#### TASK TO COMPLETE:
Search the records that follow and extract every line containing the string "UnknownWidget".

══════════════════════════════

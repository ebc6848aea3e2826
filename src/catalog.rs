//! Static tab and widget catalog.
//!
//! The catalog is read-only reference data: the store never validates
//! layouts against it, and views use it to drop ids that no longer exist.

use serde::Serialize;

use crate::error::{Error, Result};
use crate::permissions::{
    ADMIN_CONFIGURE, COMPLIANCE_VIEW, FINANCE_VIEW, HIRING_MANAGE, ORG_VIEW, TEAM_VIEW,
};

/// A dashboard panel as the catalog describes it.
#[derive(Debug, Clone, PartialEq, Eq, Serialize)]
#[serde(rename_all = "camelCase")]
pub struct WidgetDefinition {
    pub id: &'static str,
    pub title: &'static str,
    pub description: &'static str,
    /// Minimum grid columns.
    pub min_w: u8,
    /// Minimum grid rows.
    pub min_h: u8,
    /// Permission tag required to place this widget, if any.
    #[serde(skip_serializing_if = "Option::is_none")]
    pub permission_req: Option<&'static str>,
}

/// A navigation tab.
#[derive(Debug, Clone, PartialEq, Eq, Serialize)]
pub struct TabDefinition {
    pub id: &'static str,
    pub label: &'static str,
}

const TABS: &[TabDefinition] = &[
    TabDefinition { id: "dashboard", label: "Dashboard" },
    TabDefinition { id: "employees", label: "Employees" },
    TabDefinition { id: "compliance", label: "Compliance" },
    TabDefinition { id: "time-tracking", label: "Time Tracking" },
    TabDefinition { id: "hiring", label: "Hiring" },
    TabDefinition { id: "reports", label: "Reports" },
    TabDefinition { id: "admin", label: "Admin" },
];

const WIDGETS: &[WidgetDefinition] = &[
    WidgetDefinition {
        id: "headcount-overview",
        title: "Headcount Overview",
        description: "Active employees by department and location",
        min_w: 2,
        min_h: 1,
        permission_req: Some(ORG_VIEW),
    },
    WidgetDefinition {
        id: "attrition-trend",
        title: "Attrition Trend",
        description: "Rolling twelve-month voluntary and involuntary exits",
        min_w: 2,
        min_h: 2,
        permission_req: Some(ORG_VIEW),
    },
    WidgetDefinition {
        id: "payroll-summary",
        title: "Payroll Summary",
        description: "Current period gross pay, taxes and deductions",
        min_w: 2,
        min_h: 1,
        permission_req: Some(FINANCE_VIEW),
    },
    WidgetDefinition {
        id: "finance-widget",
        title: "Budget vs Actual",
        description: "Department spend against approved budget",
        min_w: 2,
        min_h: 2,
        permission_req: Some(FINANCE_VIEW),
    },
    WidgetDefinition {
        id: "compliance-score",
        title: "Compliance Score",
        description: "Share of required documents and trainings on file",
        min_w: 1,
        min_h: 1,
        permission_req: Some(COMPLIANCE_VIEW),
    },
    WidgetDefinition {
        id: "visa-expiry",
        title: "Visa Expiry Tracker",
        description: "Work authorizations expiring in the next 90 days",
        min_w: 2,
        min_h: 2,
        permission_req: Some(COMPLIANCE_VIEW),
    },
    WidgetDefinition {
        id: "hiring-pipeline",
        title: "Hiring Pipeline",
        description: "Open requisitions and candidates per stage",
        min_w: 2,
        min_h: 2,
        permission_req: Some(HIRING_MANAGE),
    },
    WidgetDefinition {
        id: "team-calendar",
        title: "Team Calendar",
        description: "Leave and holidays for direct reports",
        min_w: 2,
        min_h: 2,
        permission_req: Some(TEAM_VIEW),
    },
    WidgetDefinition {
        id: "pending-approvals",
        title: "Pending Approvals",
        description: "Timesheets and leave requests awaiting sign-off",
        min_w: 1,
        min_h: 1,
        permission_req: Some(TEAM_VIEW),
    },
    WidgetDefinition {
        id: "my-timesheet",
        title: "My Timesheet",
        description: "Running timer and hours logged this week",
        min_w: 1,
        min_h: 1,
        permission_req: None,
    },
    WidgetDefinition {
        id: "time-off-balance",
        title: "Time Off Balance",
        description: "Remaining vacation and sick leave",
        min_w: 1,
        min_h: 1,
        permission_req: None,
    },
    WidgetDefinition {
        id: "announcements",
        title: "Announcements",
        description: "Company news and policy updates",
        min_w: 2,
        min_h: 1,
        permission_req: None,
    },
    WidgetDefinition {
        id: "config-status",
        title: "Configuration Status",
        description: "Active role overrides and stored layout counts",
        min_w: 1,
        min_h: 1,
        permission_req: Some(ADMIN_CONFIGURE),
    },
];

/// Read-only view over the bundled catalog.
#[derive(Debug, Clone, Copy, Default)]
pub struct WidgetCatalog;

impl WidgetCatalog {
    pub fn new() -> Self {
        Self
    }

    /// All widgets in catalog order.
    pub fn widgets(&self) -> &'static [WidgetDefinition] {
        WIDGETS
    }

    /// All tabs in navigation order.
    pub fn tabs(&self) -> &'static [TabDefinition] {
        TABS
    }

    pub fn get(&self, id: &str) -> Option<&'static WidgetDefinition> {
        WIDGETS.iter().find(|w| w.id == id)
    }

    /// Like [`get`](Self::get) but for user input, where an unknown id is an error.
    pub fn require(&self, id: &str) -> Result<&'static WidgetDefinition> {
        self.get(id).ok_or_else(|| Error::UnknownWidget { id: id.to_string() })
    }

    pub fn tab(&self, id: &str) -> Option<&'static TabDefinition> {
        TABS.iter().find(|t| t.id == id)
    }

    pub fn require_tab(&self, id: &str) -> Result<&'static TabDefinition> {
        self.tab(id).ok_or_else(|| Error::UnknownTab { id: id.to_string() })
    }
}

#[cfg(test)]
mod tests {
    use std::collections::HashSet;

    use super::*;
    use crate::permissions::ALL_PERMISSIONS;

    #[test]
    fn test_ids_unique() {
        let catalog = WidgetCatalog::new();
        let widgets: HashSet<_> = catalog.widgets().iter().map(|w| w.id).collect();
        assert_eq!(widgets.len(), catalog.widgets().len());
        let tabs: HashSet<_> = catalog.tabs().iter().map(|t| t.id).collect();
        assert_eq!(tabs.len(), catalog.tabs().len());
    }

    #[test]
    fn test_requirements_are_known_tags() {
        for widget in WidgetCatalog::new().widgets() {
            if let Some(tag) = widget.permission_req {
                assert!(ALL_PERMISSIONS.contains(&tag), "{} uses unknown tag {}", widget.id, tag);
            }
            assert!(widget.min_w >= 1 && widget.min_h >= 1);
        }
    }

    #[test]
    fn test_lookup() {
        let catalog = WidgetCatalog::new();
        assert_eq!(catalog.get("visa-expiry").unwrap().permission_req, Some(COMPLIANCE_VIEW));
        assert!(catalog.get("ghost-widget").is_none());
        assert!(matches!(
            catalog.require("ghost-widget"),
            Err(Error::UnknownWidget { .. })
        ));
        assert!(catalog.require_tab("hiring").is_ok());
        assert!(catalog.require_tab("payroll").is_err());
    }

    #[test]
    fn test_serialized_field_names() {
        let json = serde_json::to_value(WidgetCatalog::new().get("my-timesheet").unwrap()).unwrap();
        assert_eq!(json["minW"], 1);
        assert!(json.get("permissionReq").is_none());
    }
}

══════════════════════════════

#### SOLUTION TO THE EXERCISE:
        self.get(id).ok_or_else(|| Error::UnknownWidget { id: id.to_string() })
            Err(Error::UnknownWidget { .. })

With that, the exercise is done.